# Task prompt:
Extract precisely the lines of the entries below, from the first line through the line containing "engines rely on it".
Segment Start: Data supplied
use crate::search::{HeuristicValue, SearchError};
use std::{fmt, hash::Hash, marker::PhantomData};

/// When the goal test is applied to a state.
#[derive(Debug, Clone, Copy, PartialEq, Eq, Default)]
pub enum GoalTest {
    /// Test states when they are popped from the frontier, and close them at
    /// the same time. Required for uniform-cost and A* to be optimal.
    #[default]
    OnExpansion,
    /// Test states as soon as they are generated, and close them right away
    /// so that no state enters the frontier twice. Breadth-first search
    /// terminates one level earlier this way while still returning a path
    /// with the fewest transitions.
    OnGeneration,
}

/// A state reachable in one transition, with the cost of that transition.
#[derive(Debug, Clone, PartialEq)]
pub struct Successor<S> {
    pub state: S,
    pub cost: HeuristicValue,
}

impl<S> Successor<S> {
    pub fn new(state: S, cost: impl Into<HeuristicValue>) -> Self {
        Self {
            state,
            cost: cost.into(),
        }
    }
}

/// The interface between a state space and the search engines.
///
/// `successors` must be a pure function of the state: the engines rely on it
/// returning the same successors in the same order every time, both for
/// termination and for deterministic results.
pub trait SearchProblem {
    type State: Clone + Eq + Hash + fmt::Debug;

    fn successors(&self, state: &Self::State) -> Vec<Successor<Self::State>>;

    fn is_goal(&self, state: &Self::State) -> bool;

    /// Estimated cost from `state` to the nearest goal. Only called by
    /// informed strategies.
    fn heuristic(&self, _state: &Self::State) -> Result<HeuristicValue, SearchError> {
        Ok((0.).into())
    }

    fn goal_test(&self) -> GoalTest {
        GoalTest::OnExpansion
    }

    /// States random-restart hill climbing may restart from. Problems whose
    /// state space cannot be enumerated return nothing, in which case only
    /// the given start is tried.
    fn restart_states(&self) -> Vec<Self::State> {
        Vec::new()
    }
}

type HeuristicFn<'a, S> = Box<dyn Fn(&S) -> HeuristicValue + 'a>;

/// A [`SearchProblem`] assembled from closures, for callers that do not want
/// to define a type of their own.
pub struct FnProblem<'a, S, E, G> {
    expand: E,
    goal: G,
    heuristic: Option<HeuristicFn<'a, S>>,
    goal_test: GoalTest,
    restart_states: Vec<S>,
    _state: PhantomData<fn(&S)>,
}

impl<'a, S, E, G> FnProblem<'a, S, E, G>
where
    E: Fn(&S) -> Vec<Successor<S>>,
    G: Fn(&S) -> bool,
{
    pub fn new(expand: E, goal: G) -> Self {
        Self {
            expand,
            goal,
            heuristic: None,
            goal_test: GoalTest::default(),
            restart_states: Vec::new(),
            _state: PhantomData,
        }
    }

    /// Without a heuristic, informed strategies fail with
    /// [`SearchError::HeuristicRequired`].
    pub fn with_heuristic(mut self, heuristic: impl Fn(&S) -> HeuristicValue + 'a) -> Self {
        self.heuristic = Some(Box::new(heuristic));
        self
    }

    pub fn with_goal_test(mut self, goal_test: GoalTest) -> Self {
        self.goal_test = goal_test;
        self
    }

    pub fn with_restart_states(mut self, states: Vec<S>) -> Self {
        self.restart_states = states;
        self
    }
}

impl<S, E, G> fmt::Debug for FnProblem<'_, S, E, G> {
    fn fmt(&self, f: &mut fmt::Formatter<'_>) -> fmt::Result {
        f.debug_struct("FnProblem")
            .field("heuristic", &self.heuristic.is_some())
            .field("goal_test", &self.goal_test)
            .field("restart_states", &self.restart_states.len())
            .finish_non_exhaustive()
    }
}

impl<S, E, G> SearchProblem for FnProblem<'_, S, E, G>
where
    S: Clone + Eq + Hash + fmt::Debug,
    E: Fn(&S) -> Vec<Successor<S>>,
    G: Fn(&S) -> bool,
{
    type State = S;

    fn successors(&self, state: &S) -> Vec<Successor<S>> {
        (self.expand)(state)
    }

    fn is_goal(&self, state: &S) -> bool {
        (self.goal)(state)
    }

    fn heuristic(&self, state: &S) -> Result<HeuristicValue, SearchError> {
        match &self.heuristic {
            Some(heuristic) => Ok(heuristic(state)),
            None => Err(SearchError::HeuristicRequired),
        }
    }

    fn goal_test(&self) -> GoalTest {
        self.goal_test
    }

    fn restart_states(&self) -> Vec<S> {
        self.restart_states.clone()
    }
}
Segment End: Data supplied
# Reply:
use crate::search::{HeuristicValue, SearchError};
use std::{fmt, hash::Hash, marker::PhantomData};

/// When the goal test is applied to a state.
#[derive(Debug, Clone, Copy, PartialEq, Eq, Default)]
pub enum GoalTest {
    /// Test states when they are popped from the frontier, and close them at
    /// the same time. Required for uniform-cost and A* to be optimal.
    #[default]
    OnExpansion,
    /// Test states as soon as they are generated, and close them right away
    /// so that no state enters the frontier twice. Breadth-first search
    /// terminates one level earlier this way while still returning a path
    /// with the fewest transitions.
    OnGeneration,
}

/// A state reachable in one transition, with the cost of that transition.
#[derive(Debug, Clone, PartialEq)]
pub struct Successor<S> {
    pub state: S,
    pub cost: HeuristicValue,
}

impl<S> Successor<S> {
    pub fn new(state: S, cost: impl Into<HeuristicValue>) -> Self {
        Self {
            state,
            cost: cost.into(),
        }
    }
}

/// The interface between a state space and the search engines.
///
/// `successors` must be a pure function of the state: the engines rely on it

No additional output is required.